Accidents on Poorly Maintained Public Footpaths

A trip down the road shouldn’t leave you injured—but loose paving, raised kerbs, or broken surfaces on public footpaths can cause serious falls when they’re left unrepaired. These hazards often appear in places you walk every day, and when the council or responsible body doesn’t maintain the area properly, the consequences can be painful and long-lasting.

At John O’Leary Solicitors LLP, we’ve spent over 20 years helping people in Tallaght and across Dublin who’ve been injured in places they should have felt safe. We understand how frustrating it is when a simple walk turns into weeks of discomfort, hospital visits, or time off work. We take these claims seriously—and handle them with the care and attention they deserve.

You’ll deal directly with a local solicitor who listens, explains things clearly, and follows through. No run-around. No legal jargon.

If you’ve been injured due to a poorly maintained public footpath, and you believe it could have been avoided, contact John O’Leary Solicitors LLP today to speak with someone who knows the area and knows how to help.

How and Where These Accidents Happen

Footpath injuries often happen in places that people walk every day—on routes they know well and expect to be safe. The hazards aren’t always dramatic, but they can be dangerous when left unaddressed. In most cases, these injuries result from preventable issues that develop over time but are ignored or left to worsen. Below are the most common settings and causes.

Common Locations for Footpath-related Injuries

  • Residential estates and housing developments:In older or less-maintained estates, footpaths are often uneven, with cracked surfaces or missing sections. Driveway aprons and transitions from private to public paths are frequent problem areas, especially when boundaries are poorly marked or surfaces have subsided.
  • Urban and suburban kerbs and crossings:In town centres and at junctions, kerbstones may be misaligned, cracked, or sunk. Where dropped kerbs are installed for wheelchair access or prams, the slope is sometimes too steep or damaged by repeated vehicle overrun. Poor repairs can leave an edge that catches toes, wheels, or sticks.
  • Pathways around schools, health centres, and shops:These are high-traffic areas often showing signs of wear, erosion, or tree-root damage. Trip hazards become harder to spot when leaves, puddles, or poor lighting obscure uneven levels or surface defects. With older paving, the surface can be slippery when wet or cracked around manhole covers.
  • Bus stops, Luas routes, and train stations:Commuters moving quickly through confined spaces are more likely to be injured by sunken tarmac, broken kerbs, or raised surfaces where previous works have failed. Footpaths close to loading zones or cycle tracks can deteriorate quickly and may not be prioritised for repair.
  • Access points and laneways:Footpaths at access points—such as entrances to shops, car parks, apartment complexes or public toilets—often have mixed ownership and inconsistent maintenance. Manhole covers, metal grates, and bollards may not be secured properly, while tarmac infill can sink or crack under pedestrian load.

Types of Hazards Leading to Injury

  • Loose or unstable paving slabs:These shift underfoot and are especially dangerous in wet conditions when people expect grip. They may rock or create gaps that catch heels, mobility aids, or prams.
  • Cracked or eroded tarmac:Where footpaths have been patched multiple times, the result is often uneven ground with pothole-like dips. These surfaces degrade quickly after frost, rain, or heat, particularly when the underlying base is not compacted correctly.
  • Raised or sunken edges:Differences of 20–40mm between two slabs or between a path and a kerb can easily trip someone, especially if it’s not clearly visible or positioned in a narrow walkway.
  • Slippery moss, algae, or water pooling:Poor drainage, leaf buildup, or neglected surfaces often result in slippery films that develop over time. These are especially common under trees or along walls with no sun exposure.
  • Post-work deterioration:Utility reinstatements—where tarmac or concrete has been laid following water, gas, or telecom works—may sink if not installed correctly. Defects often appear within months but can go unreported or be dismissed as “temporary.”

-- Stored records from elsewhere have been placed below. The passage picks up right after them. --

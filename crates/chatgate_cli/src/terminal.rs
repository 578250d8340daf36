//! Line-oriented terminal front-end.

use std::io::Write;

use chat_protocol::{ChatMessage, ChatSession, Role, Settings, UsageInfo};
use chatgate::{
    PendingApproval, PendingQuestions, Phase, SessionController, ToolKind, TurnEvent, KNOWN_TOOLS,
};
use serde_json::Value;

use crate::runtime::{Flow, Frontend, RuntimeContext};

const REPLY_PREFIX: &str = "assistant> ";
const USER_PREFIX: &str = "you> ";
const TOOL_SUMMARY_MAX_CHARS: usize = 80;

pub const SHORTCUT_HELP: &str = "Shortcuts:
  :stop              Stop the current response
  :new               Start a new chat
  :history           List saved chats
  :open <n>          Open a chat from the last :history listing
  :delete <n>        Delete a chat from the last :history listing
  :allow <Tool,...>  Set the tools allowed without approval
  :unrestricted on|off
  :quit              Exit";

pub struct TerminalFrontend<W: Write> {
    out: W,
    mid_line: bool,
    in_reply: bool,
    listed: Vec<ChatSession>,
}

impl<W: Write> TerminalFrontend<W> {
    pub fn new(out: W) -> Self {
        Self {
            out,
            mid_line: false,
            in_reply: false,
            listed: Vec::new(),
        }
    }

    pub fn output(&self) -> &W {
        &self.out
    }

    pub fn into_inner(self) -> W {
        self.out
    }

    pub fn banner(&mut self, backend_name: &str, model: &str) {
        self.line(&format!("chatgate · {backend_name} · {model}"));
        self.line("Type a message, /help for commands, or :help for shortcuts.");
    }

    fn line(&mut self, text: &str) {
        self.break_line();
        let _ = writeln!(self.out, "{text}");
        let _ = self.out.flush();
    }

    fn break_line(&mut self) {
        if self.mid_line {
            let _ = writeln!(self.out);
            self.mid_line = false;
        }
    }

    fn error(&mut self, message: &str) {
        self.in_reply = false;
        self.line(&format!("error: {message}"));
    }

    fn reply_text(&mut self, text: &str) {
        if !self.in_reply {
            self.break_line();
            let _ = write!(self.out, "{REPLY_PREFIX}");
            self.in_reply = true;
        }
        let _ = write!(self.out, "{text}");
        let _ = self.out.flush();
        self.mid_line = !text.ends_with('\n');
    }

    fn approval_prompt(&mut self, pending: &PendingApproval) {
        self.in_reply = false;
        let restated = ToolKind::classify(&pending.tool_name, &pending.input).restate();
        self.line(&format!("{} wants permission to run:", pending.tool_name));
        for line in restated.lines() {
            self.line(&format!("  {line}"));
        }
        self.line("Approve? [y/n]");
    }

    fn question_prompt(&mut self, pending: &PendingQuestions, index: usize) {
        let Some(question) = pending.questions().get(index) else {
            return;
        };

        let total = pending.questions().len();
        let header = question
            .header
            .as_deref()
            .map_or_else(String::new, |header| format!("[{header}] "));
        self.line(&format!(
            "Question {}/{total}: {header}{}",
            index + 1,
            question.question
        ));
        for (number, option) in question.options.iter().enumerate() {
            match &option.description {
                Some(description) => {
                    self.line(&format!("  {}. {} - {description}", number + 1, option.label));
                }
                None => self.line(&format!("  {}. {}", number + 1, option.label)),
            }
        }
        if question.options.is_empty() {
            self.line("Type your answer.");
        } else {
            self.line("Type a number or your own answer.");
        }
    }

    fn settings_panel(&mut self, settings: &Settings) {
        let folder = settings.working_directory.as_deref().unwrap_or("not set");
        let allowed = if settings.allowed_tools.is_empty() {
            String::from("none")
        } else {
            settings.allowed_tools.join(", ")
        };
        self.line("Settings");
        self.line(&format!("  Project folder: {folder}  (/dir <path>)"));
        self.line(&format!(
            "  Unrestricted:   {}  (:unrestricted on|off)",
            if settings.unrestricted { "on" } else { "off" }
        ));
        self.line(&format!("  Allowed tools:  {allowed}  (:allow <Tool,...>)"));
        self.line(&format!("  Known tools:    {}", KNOWN_TOOLS.join(", ")));
    }

    fn transcript(&mut self, messages: &[ChatMessage]) {
        for message in messages {
            let prefix = match message.role {
                Role::User => USER_PREFIX,
                Role::Assistant => REPLY_PREFIX,
            };
            self.line(&format!("{prefix}{}", message.content.trim_end()));
        }
    }

    fn list_history(&mut self, ctx: &RuntimeContext<'_>) {
        match ctx.list_history() {
            Ok(sessions) => {
                if sessions.is_empty() {
                    self.line("No saved chats.");
                }
                let current = ctx.controller().session().id.as_deref();
                for (number, session) in sessions.iter().enumerate() {
                    let marker = if current == Some(session.id.as_str()) { "*" } else { " " };
                    self.line(&format!(
                        "{marker}{}. {} ({}, {} messages)",
                        number + 1,
                        session.title,
                        session.created_at,
                        session.messages.len()
                    ));
                }
                self.listed = sessions;
            }
            Err(error) => self.error(&format!("Failed to list chats: {error}")),
        }
    }

    fn listed_session(&mut self, arg: &str) -> Option<ChatSession> {
        if self.listed.is_empty() {
            self.error("Run :history first");
            return None;
        }

        let found = arg
            .parse::<usize>()
            .ok()
            .and_then(|number| number.checked_sub(1))
            .and_then(|index| self.listed.get(index))
            .cloned();
        if found.is_none() {
            self.error(&format!("No chat numbered '{arg}'"));
        }
        found
    }

    fn allow_tools(&mut self, arg: &str, ctx: &mut RuntimeContext<'_>) {
        let mut tools = Vec::new();
        for name in arg
            .split(|c: char| c == ',' || c.is_whitespace())
            .filter(|name| !name.is_empty())
        {
            match KNOWN_TOOLS
                .iter()
                .find(|known| known.eq_ignore_ascii_case(name))
            {
                Some(known) if !tools.iter().any(|tool: &String| tool.as_str() == *known) => {
                    tools.push((*known).to_string());
                }
                Some(_) => {}
                None => {
                    self.error(&format!(
                        "Unknown tool '{name}'. Known tools: {}",
                        KNOWN_TOOLS.join(", ")
                    ));
                    return;
                }
            }
        }

        let mut update = ctx.controller().settings();
        update.allowed_tools = tools;
        if ctx.apply_settings(update).is_ok() {
            let settings = ctx.controller().settings();
            self.settings_panel(&settings);
        }
    }

    fn set_unrestricted(&mut self, arg: &str, ctx: &mut RuntimeContext<'_>) {
        let unrestricted = match arg.to_ascii_lowercase().as_str() {
            "on" => true,
            "off" => false,
            _ => {
                self.error("Usage: :unrestricted on|off");
                return;
            }
        };

        let mut update = ctx.controller().settings();
        update.unrestricted = unrestricted;
        if ctx.apply_settings(update).is_ok() {
            let settings = ctx.controller().settings();
            self.settings_panel(&settings);
        }
    }

    fn answer_question(&mut self, text: &str, ctx: &mut RuntimeContext<'_>) {
        let Some(pending) = ctx.controller().pending_questions() else {
            return;
        };
        let Some(index) = pending.next_unanswered() else {
            return;
        };
        let answer = pending
            .questions()
            .get(index)
            .and_then(|question| {
                text.parse::<usize>()
                    .ok()
                    .and_then(|number| number.checked_sub(1))
                    .and_then(|option| question.options.get(option))
            })
            .map_or_else(|| text.to_string(), |option| option.label.clone());

        if let Err(error) = ctx.set_answer(index, &answer) {
            self.error(&error.to_string());
            return;
        }

        if ctx.controller().can_submit_answers() {
            let _ = ctx.submit_answers();
            return;
        }

        if let Some(pending) = ctx.controller().pending_questions() {
            if let Some(next) = pending.next_unanswered() {
                self.question_prompt(pending, next);
            }
        }
    }

    /// Returns `None` for lines that are not a known shortcut.
    fn shortcut(&mut self, line: &str, ctx: &mut RuntimeContext<'_>) -> Option<Flow> {
        let body = line.strip_prefix(':')?;
        let (command, arg) = match body.split_once(char::is_whitespace) {
            Some((command, arg)) => (command, arg.trim()),
            None => (body, ""),
        };

        match command.to_ascii_lowercase().as_str() {
            "quit" | "q" => return Some(Flow::Quit),
            "stop" => ctx.stop(),
            "new" => ctx.new_chat(),
            "history" => self.list_history(ctx),
            "open" => {
                if let Some(record) = self.listed_session(arg) {
                    let _ = ctx.open_session(record);
                }
            }
            "delete" => {
                if let Some(record) = self.listed_session(arg) {
                    if ctx.delete_session(&record.id).is_ok() {
                        self.listed.retain(|session| session.id != record.id);
                        self.line(&format!("Deleted \"{}\".", record.title));
                    }
                }
            }
            "allow" => self.allow_tools(arg, ctx),
            "unrestricted" => self.set_unrestricted(arg, ctx),
            "help" => self.line(SHORTCUT_HELP),
            _ => return None,
        }

        Some(Flow::Continue)
    }
}

impl<W: Write> Frontend for TerminalFrontend<W> {
    fn render(&mut self, event: &TurnEvent, controller: &SessionController) {
        match event {
            TurnEvent::TurnStarted {
                message,
                resumption,
                ..
            } => {
                self.in_reply = false;
                if *resumption {
                    let first = message.lines().next().unwrap_or_default();
                    self.line(&format!("» {first}"));
                }
            }
            TurnEvent::TextDelta(text) => self.reply_text(text),
            TurnEvent::ToolStarted {
                tool_name, input, ..
            } => {
                self.in_reply = false;
                self.line(&format!("[{tool_name}] {}", tool_summary(input)).trim_end());
            }
            TurnEvent::ToolFinished {
                tool_name,
                is_error,
                result,
                ..
            } => {
                self.in_reply = false;
                if *is_error {
                    let detail = result
                        .as_deref()
                        .and_then(|result| result.lines().next())
                        .unwrap_or("failed");
                    self.line(&format!("[{tool_name}] error: {detail}"));
                } else {
                    self.line(&format!("[{tool_name}] done"));
                }
            }
            TurnEvent::AwaitingApproval(pending) => self.approval_prompt(pending),
            TurnEvent::AwaitingAnswer(pending) => {
                self.in_reply = false;
                if let Some(index) = pending.next_unanswered() {
                    self.question_prompt(pending, index);
                }
            }
            TurnEvent::TurnCompleted { usage } => {
                self.in_reply = false;
                self.break_line();
                if let Some(usage) = usage {
                    self.line(&format_usage(usage));
                }
            }
            TurnEvent::TurnErrored { error } => self.error(error),
            TurnEvent::TurnStopped => {
                self.in_reply = false;
                self.line("(stopped)");
            }
            TurnEvent::InactivityWarning => self.line(
                "This chat will expire soon due to inactivity. Type anything to keep it open.",
            ),
            TurnEvent::SessionExpired => {
                self.in_reply = false;
                self.line("This chat has expired. Type :new to start a new chat.");
            }
            TurnEvent::SessionReset => {
                self.in_reply = false;
                self.line("Started a new chat.");
            }
            TurnEvent::SessionLoaded { messages, .. } => {
                self.line(&format!("Opened \"{}\".", controller.session().title()));
                self.transcript(messages);
            }
            TurnEvent::ConversationCleared => self.line("Conversation cleared."),
            TurnEvent::SettingsRequested(settings) => self.settings_panel(settings),
            TurnEvent::Notice(text) => self.line(text),
            TurnEvent::Error(text) => self.error(text),
        }
    }

    fn on_input(&mut self, line: &str, ctx: &mut RuntimeContext<'_>) -> Flow {
        if ctx.controller().warning_visible() {
            ctx.dismiss_warning();
        } else {
            ctx.on_activity();
        }

        let text = line.trim();
        if text.is_empty() {
            return Flow::Continue;
        }

        if let Some(flow) = self.shortcut(text, ctx) {
            return flow;
        }

        match ctx.controller().phase() {
            Phase::AwaitingApproval => match text.to_ascii_lowercase().as_str() {
                "y" | "yes" => {
                    let _ = ctx.approve();
                    return Flow::Continue;
                }
                "n" | "no" => {
                    let _ = ctx.deny();
                    return Flow::Continue;
                }
                _ => {}
            },
            Phase::AwaitingAnswer => {
                self.answer_question(text, ctx);
                return Flow::Continue;
            }
            _ => {}
        }

        let _ = ctx.send_message(text);
        Flow::Continue
    }
}

/// `1234` renders as `1.2k`.
#[must_use]
pub fn format_count(count: u64) -> String {
    if count < 1000 {
        count.to_string()
    } else {
        format!("{:.1}k", count as f64 / 1000.0)
    }
}

fn format_usage(usage: &UsageInfo) -> String {
    format!(
        "({} in · {} out)",
        format_count(usage.input_tokens),
        format_count(usage.output_tokens)
    )
}

fn tool_summary(input: &Value) -> String {
    let summary = ["file_path", "command", "pattern", "url", "query", "path"]
        .iter()
        .find_map(|key| input.get(key).and_then(Value::as_str))
        .unwrap_or_default();
    let first_line = summary.lines().next().unwrap_or_default();
    match first_line.char_indices().nth(TOOL_SUMMARY_MAX_CHARS) {
        Some((cutoff, _)) => format!("{}…", &first_line[..cutoff]),
        None => first_line.to_string(),
    }
}
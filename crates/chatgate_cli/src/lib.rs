//! Terminal chat front-end for the `chatgate` session core.
//!
//! ## Backend selection
//!
//! - `CHATGATE_BACKEND=claude-cli` (default) spawns the generation CLI named by
//!   `CHATGATE_CLI_PATH` (default `claude`).
//! - `CHATGATE_BACKEND=mock` streams a scripted demo reply.
//!
//! ## Other environment
//!
//! - `CHATGATE_CONFIG_DIR` overrides where settings, saved chats and the log
//!   file live (default `<platform config dir>/chatgate`).
//! - `CHATGATE_MODEL` picks the initial model by alias or identifier.
//! - `CHATGATE_IDLE_WARN_SECS` / `CHATGATE_IDLE_EXPIRE_SECS` tune the
//!   inactivity countdowns (defaults 240 / 300).
//! - `RUST_LOG` filters the log file (default `info`).

pub mod backends;
pub mod config;
pub mod logging;
pub mod runtime;
pub mod terminal;
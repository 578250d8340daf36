//! Explicit per-conversation state owned by the controller.

use std::path::PathBuf;

use chat_protocol::{ChatMessage, ChatSession, Role, Settings};
use time::format_description::well_known::Rfc3339;
use time::OffsetDateTime;

use crate::tool_kind::truncate_chars;

pub const TITLE_MAX_CHARS: usize = 50;
pub const UNTITLED_SESSION: &str = "Untitled chat";

/// Tools the settings panel knows about.
pub const KNOWN_TOOLS: &[&str] = &[
    "Read",
    "Edit",
    "Write",
    "Bash",
    "Glob",
    "Grep",
    "WebFetch",
    "WebSearch",
];

#[derive(Debug, Clone, PartialEq, Eq)]
pub struct ToolPolicy {
    pub unrestricted: bool,
    /// Persistently allowed tools, loaded from settings.
    pub allowed: Vec<String>,
    /// Tools approved during this session only.
    pub session_approved: Vec<String>,
}

impl Default for ToolPolicy {
    fn default() -> Self {
        Self {
            unrestricted: true,
            allowed: Vec::new(),
            session_approved: Vec::new(),
        }
    }
}

impl ToolPolicy {
    #[must_use]
    pub fn from_settings(settings: &Settings) -> Self {
        Self {
            unrestricted: settings.unrestricted,
            allowed: settings.allowed_tools.clone(),
            session_approved: Vec::new(),
        }
    }

    pub fn approve_for_session(&mut self, tool_name: &str) {
        if !self.session_approved.iter().any(|tool| tool == tool_name) {
            self.session_approved.push(tool_name.to_string());
        }
    }

    /// `None` when unrestricted, else the deduplicated union, persistent entries first.
    #[must_use]
    pub fn resolve(&self) -> Option<Vec<String>> {
        if self.unrestricted {
            return None;
        }

        let mut resolved: Vec<String> = Vec::new();
        for tool in self.allowed.iter().chain(&self.session_approved) {
            if !resolved.contains(tool) {
                resolved.push(tool.clone());
            }
        }
        Some(resolved)
    }
}

#[derive(Debug, Clone, PartialEq, Eq, Default)]
pub struct Session {
    /// Local identifier, created lazily on the first sent message.
    pub id: Option<String>,
    /// Backend continuation identifier, absent until the first reply.
    pub conversation_id: Option<String>,
    pub messages: Vec<ChatMessage>,
    pub expired: bool,
    pub working_directory: Option<PathBuf>,
    pub tool_policy: ToolPolicy,
}

impl Session {
    #[must_use]
    pub fn from_settings(settings: &Settings) -> Self {
        Self {
            working_directory: settings
                .working_directory
                .as_deref()
                .map(str::trim)
                .filter(|dir| !dir.is_empty())
                .map(PathBuf::from),
            tool_policy: ToolPolicy::from_settings(settings),
            ..Self::default()
        }
    }

    #[must_use]
    pub fn has_content(&self) -> bool {
        !self.messages.is_empty()
    }

    /// Returns the session id, generating one on first use.
    pub fn ensure_id(&mut self) -> String {
        self.id.get_or_insert_with(new_session_id).clone()
    }

    /// Clears identity, transcript, expiry and session approvals; keeps
    /// the working directory and persistent policy.
    pub fn reset(&mut self) {
        self.id = None;
        self.conversation_id = None;
        self.messages.clear();
        self.expired = false;
        self.tool_policy.session_approved.clear();
    }

    /// Replaces identity and transcript with a stored record.
    pub fn load(&mut self, record: ChatSession) {
        self.reset();
        self.id = Some(record.id);
        self.messages = record.messages;
    }

    #[must_use]
    pub fn title(&self) -> String {
        self.messages
            .iter()
            .find(|message| message.role == Role::User)
            .map(|message| truncate_chars(message.content.trim(), TITLE_MAX_CHARS))
            .filter(|title| !title.is_empty())
            .unwrap_or_else(|| UNTITLED_SESSION.to_string())
    }

    /// Snapshot for the history store. `None` until the session has an id.
    #[must_use]
    pub fn to_record(&self, model: &str) -> Option<ChatSession> {
        let id = self.id.clone()?;
        let created_at = self
            .messages
            .first()
            .map(|message| message.timestamp.clone())
            .unwrap_or_else(now_rfc3339);

        Some(ChatSession {
            id,
            title: self.title(),
            messages: self.messages.clone(),
            created_at,
            model: model.to_string(),
        })
    }
}

#[must_use]
pub fn new_session_id() -> String {
    uuid::Uuid::new_v4().to_string()
}

#[must_use]
pub fn now_rfc3339() -> String {
    OffsetDateTime::now_utc()
        .format(&Rfc3339)
        .unwrap_or_else(|_| String::from("1970-01-01T00:00:00Z"))
}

When and Why These Defects Become Dangerous

These issues don’t develop overnight. Most footpath hazards are the result of small failings allowed to accumulate. Over time:

  • Movement from repeated foot or vehicle traffic makes gaps worse
  • Poor weather accelerates surface wear
  • Grass, moss, or debris conceal the problem
  • Public reports may go unanswered or inspections missed
  • Minor defects evolve into dangerous ones

Many of these locations are walked daily by older people, schoolchildren, or parents with buggies. Where a fall happens, it often results in hand, wrist, ankle, or hip injuries, particularly when there’s nothing to break the fall.

Who Is Legally Responsible for Public Footpath Maintenance?

Responsibility for keeping public footpaths safe falls to whoever controls the surface. In most cases, that’s the local authority. But in reality, responsibility can be shared or passed to utilities, contractors, or even private occupiers, especially when the footpath borders commercial or shared-use spaces. Knowing who had control at the time of the accident is essential to establishing a valid claim.

Local Authorities and Councils

Most public footpaths fall under the care of your local authority, such as South Dublin County Council (SDCC), Dublin City Council (DCC), or another county council, depending on location. Their duty includes:

  • Regular inspection of public footpaths
  • Responding to complaints or reports of hazards
  • Prioritising and completing repairs in a reasonable timeframe
  • Keeping a record of inspections, risk ratings, and scheduled works

Councils are not expected to catch every defect immediately, but they must have a functioning system for identifying and addressing dangerous conditions. Where no inspection has occurred, or a complaint was ignored, liability may arise.

Inspections are usually carried out on a rolling schedule. If a path was inspected shortly before your fall and no issues were recorded, or if the hazard appeared after that date, you may still have a claim, but the timeline becomes critical.

Utility Providers and Roadworks Contractors

If a footpath was disturbed for utility works (such as ESB, Irish Water, or telecom cabling) the party carrying out the work may be responsible for the condition of the surface afterward. These entities are required to:

  • Restore the surface to council-approved standards
  • Use correct materials and compaction methods
  • Monitor reinstated surfaces for signs of failure
  • Carry public liability insurance for work-related incidents

Problems often occur where a temporary fix (e.g. cold tarmac) is left in place too long or where sub-surface settling leads to sunken reinstatement. If the defect that caused your injury relates to recent works, responsibility may fall on the utility provider or its subcontractor, not the council.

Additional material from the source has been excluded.